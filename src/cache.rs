//! Cache gateway: Redis-backed or disabled.
//!
//! [`CacheGateway::connect`] picks the variant at startup. Without a
//! configured Redis URL, or when the initial `PING` fails, the gateway
//! runs [`CacheGateway::Disabled`] and every lookup misses. Errors from a
//! live Redis surface as [`StratumError::CacheUnavailable`]; callers log
//! them and carry on as if the cache were empty.

use std::time::Duration;

use bytes::Bytes;
use redis::aio::MultiplexedConnection;
use redis::AsyncCommands;

use crate::error::StratumError;

pub enum CacheGateway {
    Redis(RedisCache),
    Disabled,
}

impl std::fmt::Debug for CacheGateway {
    fn fmt(&self, f: &mut std::fmt::Formatter<'_>) -> std::fmt::Result {
        f.write_str(self.kind())
    }
}

impl CacheGateway {
    /// Connect to Redis when a URL is given, falling back to `Disabled`.
    pub async fn connect(redis_url: Option<&str>) -> Self {
        let Some(url) = redis_url.filter(|u| !u.is_empty()) else {
            tracing::warn!("no Redis URL configured, caching is disabled");
            return Self::Disabled;
        };

        match RedisCache::connect(url).await {
            Ok(cache) => {
                tracing::info!("connected to Redis cache");
                Self::Redis(cache)
            }
            Err(e) => {
                tracing::warn!(error = %e, "could not connect to Redis, caching is disabled");
                Self::Disabled
            }
        }
    }

    #[must_use]
    pub const fn kind(&self) -> &'static str {
        match self {
            Self::Redis(_) => "redis",
            Self::Disabled => "disabled",
        }
    }

    /// Look up a key. `Ok(None)` means absent, which is distinct from an
    /// empty stored value.
    pub async fn get(&self, key: &str) -> Result<Option<Bytes>, StratumError> {
        match self {
            Self::Redis(cache) => cache.get(key).await,
            Self::Disabled => Ok(None),
        }
    }

    pub async fn set(&self, key: &str, value: &[u8], ttl: Duration) -> Result<(), StratumError> {
        match self {
            Self::Redis(cache) => cache.set(key, value, ttl).await,
            Self::Disabled => Ok(()),
        }
    }

    pub async fn close(&self) {
        if let Self::Redis(cache) = self {
            cache.close().await;
        }
    }
}

pub struct RedisCache {
    connection: MultiplexedConnection,
}

impl RedisCache {
    pub async fn connect(url: &str) -> Result<Self, StratumError> {
        let client = redis::Client::open(url).map_err(StratumError::CacheUnavailable)?;
        let mut connection = client
            .get_multiplexed_async_connection()
            .await
            .map_err(StratumError::CacheUnavailable)?;

        let () = redis::cmd("PING")
            .query_async(&mut connection)
            .await
            .map_err(StratumError::CacheUnavailable)?;

        Ok(Self { connection })
    }

    async fn get(&self, key: &str) -> Result<Option<Bytes>, StratumError> {
        // Multiplexed connections are cheap handles onto one socket
        let mut conn = self.connection.clone();
        let value: Option<Vec<u8>> = conn
            .get(key)
            .await
            .map_err(StratumError::CacheUnavailable)?;
        Ok(value.map(Bytes::from))
    }

    async fn set(&self, key: &str, value: &[u8], ttl: Duration) -> Result<(), StratumError> {
        let mut conn = self.connection.clone();
        let mut cmd = redis::cmd("SET");
        cmd.arg(key).arg(value);
        if !ttl.is_zero() {
            cmd.arg("PX").arg(u64::try_from(ttl.as_millis()).unwrap_or(u64::MAX));
        }
        let () = cmd
            .query_async(&mut conn)
            .await
            .map_err(StratumError::CacheUnavailable)?;
        Ok(())
    }

    async fn close(&self) {
        let mut conn = self.connection.clone();
        let result: redis::RedisResult<()> = redis::cmd("QUIT").query_async(&mut conn).await;
        match result {
            Ok(()) => tracing::info!("Redis connection closed"),
            Err(e) => tracing::debug!(error = %e, "Redis QUIT failed"),
        }
    }
}
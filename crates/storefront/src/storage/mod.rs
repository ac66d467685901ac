//! Durable key-value storage for on-device state.
//!
//! The cart store and auth session both persist a single opaque blob under
//! a well-known key. This module defines that contract and two backends:
//! [`MemoryStorage`] for tests and ephemeral use, [`FileStorage`] for real
//! on-disk persistence (one file per key).

mod file;
mod memory;

pub use file::FileStorage;
pub use memory::MemoryStorage;

use async_trait::async_trait;
use thiserror::Error;

/// Errors that can occur when reading or writing stored blobs.
#[derive(Debug, Error)]
pub enum StorageError {
    /// Underlying I/O failure, tagged with the key being accessed.
    #[error("storage I/O error for key {key}: {source}")]
    Io {
        key: String,
        #[source]
        source: std::io::Error,
    },
}

impl StorageError {
    pub(crate) fn io(key: &str, source: std::io::Error) -> Self {
        Self::Io {
            key: key.to_string(),
            source,
        }
    }
}

/// Asynchronous key-value blob storage.
///
/// Keys are opaque UTF-8 strings; values are opaque byte blobs. A missing
/// key is not an error: `get` returns `Ok(None)` and `remove` succeeds.
#[async_trait]
pub trait KeyValueStorage: Send + Sync {
    /// Read the blob stored under `key`, if any.
    async fn get(&self, key: &str) -> Result<Option<Vec<u8>>, StorageError>;

    /// Store `value` under `key`, replacing any previous blob.
    async fn set(&self, key: &str, value: Vec<u8>) -> Result<(), StorageError>;

    /// Delete the blob under `key`. Succeeds if the key is absent.
    async fn remove(&self, key: &str) -> Result<(), StorageError>;
}
//! CLI command implementations.

pub mod account;
pub mod cart;
pub mod checkout;
pub mod menu;

use std::sync::Arc;

use kopiku_storefront::cart::CartStore;
use kopiku_storefront::catalog::CatalogClient;
use kopiku_storefront::config::{AppConfig, ConfigError};
use kopiku_storefront::storage::FileStorage;

/// Load config and build the file-backed storage every command shares.
pub(crate) fn bootstrap() -> Result<(AppConfig, Arc<FileStorage>), ConfigError> {
    let config = AppConfig::from_env()?;
    let storage = Arc::new(FileStorage::new(&config.data_dir));
    Ok((config, storage))
}

/// Catalog client from config.
pub(crate) fn catalog(config: &AppConfig) -> CatalogClient {
    CatalogClient::new(config.catalog_url.clone(), config.cache_ttl)
}

/// Open the persisted cart store.
pub(crate) async fn open_cart(storage: Arc<FileStorage>) -> CartStore {
    CartStore::open(storage).await
}
//! Catalog browsing commands.

use kopiku_core::Product;
use kopiku_core::ProductId;
use kopiku_storefront::catalog::{self, CatalogError};

use super::{bootstrap, catalog as catalog_client};

/// List the menu, optionally filtered.
#[allow(clippy::print_stdout)]
pub async fn list(
    search: &str,
    category: &str,
    bestsellers_only: bool,
    refresh: bool,
) -> Result<(), Box<dyn std::error::Error>> {
    let (config, _storage) = bootstrap()?;
    let client = catalog_client(&config);

    let menu = if refresh {
        client.refresh_menu().await?
    } else {
        client.menu().await?
    };

    let mut rows = catalog::filter_menu(&menu, search, category);
    if bestsellers_only {
        rows.retain(|p| p.is_bestseller);
    }

    if rows.is_empty() {
        println!("No products match.");
        return Ok(());
    }
    for product in rows {
        println!("{}", product_row(product));
    }
    Ok(())
}

/// Show one product in detail.
#[allow(clippy::print_stdout)]
pub async fn show(id: &str) -> Result<(), Box<dyn std::error::Error>> {
    let (config, _storage) = bootstrap()?;
    let client = catalog_client(&config);

    let id = ProductId::new(id);
    match client.product(&id).await {
        Ok(product) => {
            println!("{}  [{}]", product.name, product.id);
            println!("  {}", product.price);
            if !product.category.is_empty() {
                println!("  Category: {}", product.category);
            }
            if product.is_bestseller {
                println!("  Bestseller");
            }
            if !product.description.is_empty() {
                println!("  {}", product.description);
            }
            println!("  {}", product.image);
            Ok(())
        }
        Err(CatalogError::NotFound(id)) => {
            println!("No product with id {id}.");
            Ok(())
        }
        Err(e) => Err(e.into()),
    }
}

fn product_row(product: &Product) -> String {
    let marker = if product.is_bestseller { "*" } else { " " };
    format!(
        "{marker} {:<4} {:<24} {:<12} {}",
        product.id, product.name, product.category, product.price
    )
}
==*==
TASK TO CARRY OUT: From the listing above, copy every line that holds the string "price".

REPLY:
            println!("  {}", product.price);
        product.id, product.name, product.category, product.price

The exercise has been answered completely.